# HB Nicaracua Limoncillo Natrual Pacamara Elegant



## 4515 (Jan 30, 2013)

Ive just broke into a bag of these beans, sent as an alternative to one of the longberry beans from the same farm.

The description of the beans is bang on. Very easy drinking with loads of mouthfeel / creaminess and the angel delight reference is accurate. Curiosity has got the better of me and I now need to try the funkier version of the same bean.

Probably not to everyones (darker) taste but well worth a try.


----------



## fatboyslim (Sep 29, 2011)

I tried the Limoncillo Washed Caturra and actually sent it back because it was so damn dark all I could taste was bitter/roasty flavours.

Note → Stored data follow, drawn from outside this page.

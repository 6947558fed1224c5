use clap::{CommandFactory, Parser};
use sitenav::config::SitenavConfig;
use sitenav::sitemap::DirectSource;
use sitenav::tooling::cli::{Cli, CliContext, Commands};
use std::fs;
use tempfile::TempDir;

#[test]
fn parse_valid_command_matrix() {
    let cases: Vec<Vec<&str>> = vec![
        vec!["sitenav", "check"],
        vec!["sitenav", "check", "--format", "json"],
        vec!["sitenav", "tree"],
        vec!["sitenav", "--sitemap", "pages.toml", "tree", "--format", "json"],
        vec!["sitenav", "resolve", "private/page1"],
        vec![
            "sitenav",
            "resolve",
            "private/admin",
            "--authenticated",
            "--role",
            "admin",
            "--role",
            "staff",
            "--permission",
            "page:view:private:*",
            "--locale",
            "sv",
        ],
    ];
    for args in cases {
        assert!(Cli::try_parse_from(args.clone()).is_ok(), "expected valid parse for {args:?}");
    }
}

#[test]
fn parse_rejects_missing_fragment() {
    assert!(Cli::try_parse_from(["sitenav", "resolve"]).is_err());
    assert!(Cli::try_parse_from(["sitenav", "navigate", "x"]).is_err());
}

#[test]
fn command_definition_is_consistent() {
    Cli::command().debug_assert();
}

#[test]
fn context_loads_declaration_files_from_arguments() {
    let temp = TempDir::new().unwrap();
    let path = temp.path().join("pages.toml");
    fs::write(
        &path,
        r#"
[[pages]]
uri = "public/home"
label = "home"
view = "home"
standard_page = "public_home"

[[pages]]
uri = "private/page1"
label = "page1"
policy = "permission"
view = "page"

[[redirects]]
from = "private"
to = "private/page1"
"#,
    )
    .unwrap();

    let context = CliContext::new(temp.path().to_path_buf(), None, vec![path]).unwrap();
    assert!(context.config().sitemap.sources.iter().any(|s| s == "file"));

    let out = context
        .execute(&Commands::Tree {
            format: "json".to_string(),
        })
        .unwrap();
    let tree: serde_json::Value = serde_json::from_str(&out).unwrap();
    assert_eq!(tree["pages"].as_array().unwrap().len(), 4);
    assert_eq!(tree["redirects"][0][0], "private");
}

#[test]
fn check_fails_on_redirect_loop() {
    let temp = TempDir::new().unwrap();
    let path = temp.path().join("loop.yaml");
    fs::write(
        &path,
        "pages:\n  - uri: a\n    label: a\n    view: v\nredirects:\n  - from: a\n    to: b\n  - from: b\n    to: a\n",
    )
    .unwrap();
    let context = CliContext::new(temp.path().to_path_buf(), None, vec![path]).unwrap();
    let err = context
        .execute(&Commands::Check {
            format: "text".to_string(),
        })
        .unwrap_err();
    assert!(err.to_string().contains("would cause a loop"), "{err}");
}

#[test]
fn empty_direct_source_builds_empty_sitemap() {
    let context = CliContext::with_config(SitenavConfig::default(), DirectSource::new());
    let out = context
        .execute(&Commands::Check {
            format: "text".to_string(),
        })
        .unwrap();
    assert!(out.starts_with("Sitemap OK: 0 pages"), "{out}");
}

Waiting for results of Steve cupping it but it did not make a nice aeropress or pour over.


----------



## 4515 (Jan 30, 2013)

This one is definitely not dark or bitter. Probably one of the smoothest creamiest coffees that I have tasted. So much so that as an americano you would think that there is milk in there if tasting blindfold


----------



## Mrboots2u (May 10, 2013)

Sounds like a lush coffee


----------



## fatboyslim (Sep 29, 2011)

working dog said:


> This one is definitely not dark or bitter. Probably one of the smoothest creamiest coffees that I have tasted. So much so that as an americano you would think that there is milk in there if tasting blindfold


Think I got a bad batch as the smell off the grinder was also roasty, that is extremely uncommon and makes me think it was the roast rather than beans or brew method.


----------



## forzajuve (Feb 2, 2011)

Has Bean really specialise in these funky beans for me. Been several that have been amazing, Wote springs to mind.


----------



## 4515 (Jan 30, 2013)

forzajuve said:


> Has Bean really specialise in these funky beans for me. Been several that have been amazing, Wote springs to mind.

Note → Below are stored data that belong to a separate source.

//! Navigation lifecycle notifications
//!
//! Two explicit phases: every before-listener may veto a navigation, and
//! after-listeners run only for navigations that were committed.

use crate::navigation::NavigationState;
use std::sync::Arc;
use tracing::debug;

/// Navigation from one state to another; `from` is None for the first navigation
#[derive(Debug, Clone, PartialEq, Eq)]
pub struct NavigationEvent {
    pub from: Option<NavigationState>,
    pub to: NavigationState,
}

/// Answer of a before-navigation listener
#[derive(Debug, Clone, Copy, PartialEq, Eq)]
pub enum Verdict {
    Proceed,
    Cancel,
}

pub trait BeforeNavigationListener: Send + Sync {
    fn before_navigation(&self, event: &NavigationEvent) -> Verdict;
}

pub trait AfterNavigationListener: Send + Sync {
    fn after_navigation(&self, event: &NavigationEvent);
}

/// Authentication state transition of the session's subject
#[derive(Debug, Clone, Copy, PartialEq, Eq)]
pub enum SubjectChange {
    LoggedIn,
    LoggedOut,
}

pub trait SubjectChangeListener: Send + Sync {
    fn subject_changed(&self, change: SubjectChange);
}

/// Subscribers, notified in subscription order
#[derive(Default, Clone)]
pub struct NavigationListeners {
    before: Vec<Arc<dyn BeforeNavigationListener>>,
    after: Vec<Arc<dyn AfterNavigationListener>>,
}

impl NavigationListeners {
    pub fn new() -> Self {
        Self::default()
    }

    pub fn add_before(&mut self, listener: Arc<dyn BeforeNavigationListener>) {
        self.before.push(listener);
    }

    pub fn add_after(&mut self, listener: Arc<dyn AfterNavigationListener>) {
        self.after.push(listener);
    }

    /// Returns true when a listener cancelled; later listeners are not asked
    pub fn notify_before(&self, event: &NavigationEvent) -> bool {
        for (index, listener) in self.before.iter().enumerate() {
            if listener.before_navigation(event) == Verdict::Cancel {
                debug!(listener = index, to = %event.to, "Navigation vetoed");
                return true;
            }
        }
        false
    }

    pub fn notify_after(&self, event: &NavigationEvent) {
        for listener in &self.after {
            listener.after_navigation(event);
        }
    }
}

This one isnt as funky as Wote but its out there. I'll be trying the funky version as part of my next order


----------



## garydyke1 (Mar 9, 2011)

One of the best Farms on HB's site, all the coffees are quality.

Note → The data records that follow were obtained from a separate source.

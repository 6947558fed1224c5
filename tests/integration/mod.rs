//! Integration tests for sitemap building, per-session projection and navigation

mod cli_parse;
mod navigation_flow;
mod redirect_chains;
mod sitemap_build;
mod support;
mod user_sitemap;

I need the funkier in my life


----------



## Neill (Jun 26, 2013)

The funky is great can't recall if I tried the elegant. I'll have to give all three versions a go this time.

Sent from my iPhone using Tapatalk 2


----------



## Nimble Motionists (Oct 22, 2012)

Sounds epic, just ordered one bag of 'elegant' and another of 'funky, tempted by 'funkier' but will see how the others go first!


----------



## Chaffey (Jan 2, 2013)

Currently working my way through a bag of 'funkier' - everyone needs to try this, you may love it or you may hate it, but it will leave an impression on you.


----------



## rodabod (Dec 4, 2011)

Are we talking fresh fruit funk, dried fruit funk, or fermented fruit funk?


----------



## garydyke1 (Mar 9, 2011)

Pleased to say I have a bag of the Funkier to go and collect tomorrow


----------



## Chaffey (Jan 2, 2013)

Fruit fermented by the Funky-Chicken at the Funk Factory in Funksville!


----------



## garydyke1 (Mar 9, 2011)

Ive now got the Funky, the funkier & Wahana Lingtong Natural Rasuna !!! happy days


----------



## 4515 (Jan 30, 2013)

I now have the funkier winging its way to me. Just wondering if playing a bit of Lipps Inc while drinking it would be a step too far


----------



## Chaffey (Jan 2, 2013)

working dog said:


> I now have the funkier winging its way to me. Just wondering if playing a bit of Lipps Inc while drinking it would be a step too far


No not too far, alternatively James Brown?


----------



## Chaffey (Jan 2, 2013)

Bit of Funkier in this mornings espresso, 18g into 27g in 27secs, gloopy, fruity sweetness, HUGE chewy mouthfeel - deliciously different!


----------



## rodabod (Dec 4, 2011)

Had a mug via Aeropress today. Nice. It's got a bit of a taste of prunes. I need to let the beans rest a little longer though, and to try it as espresso/flat white.


----------



## Neill (Jun 26, 2013)

Chaffey said:


> Bit of Funkier in this mornings espresso, 18g into 27g in 27secs, gloopy, fruity sweetness, HUGE chewy mouthfeel - deliciously different!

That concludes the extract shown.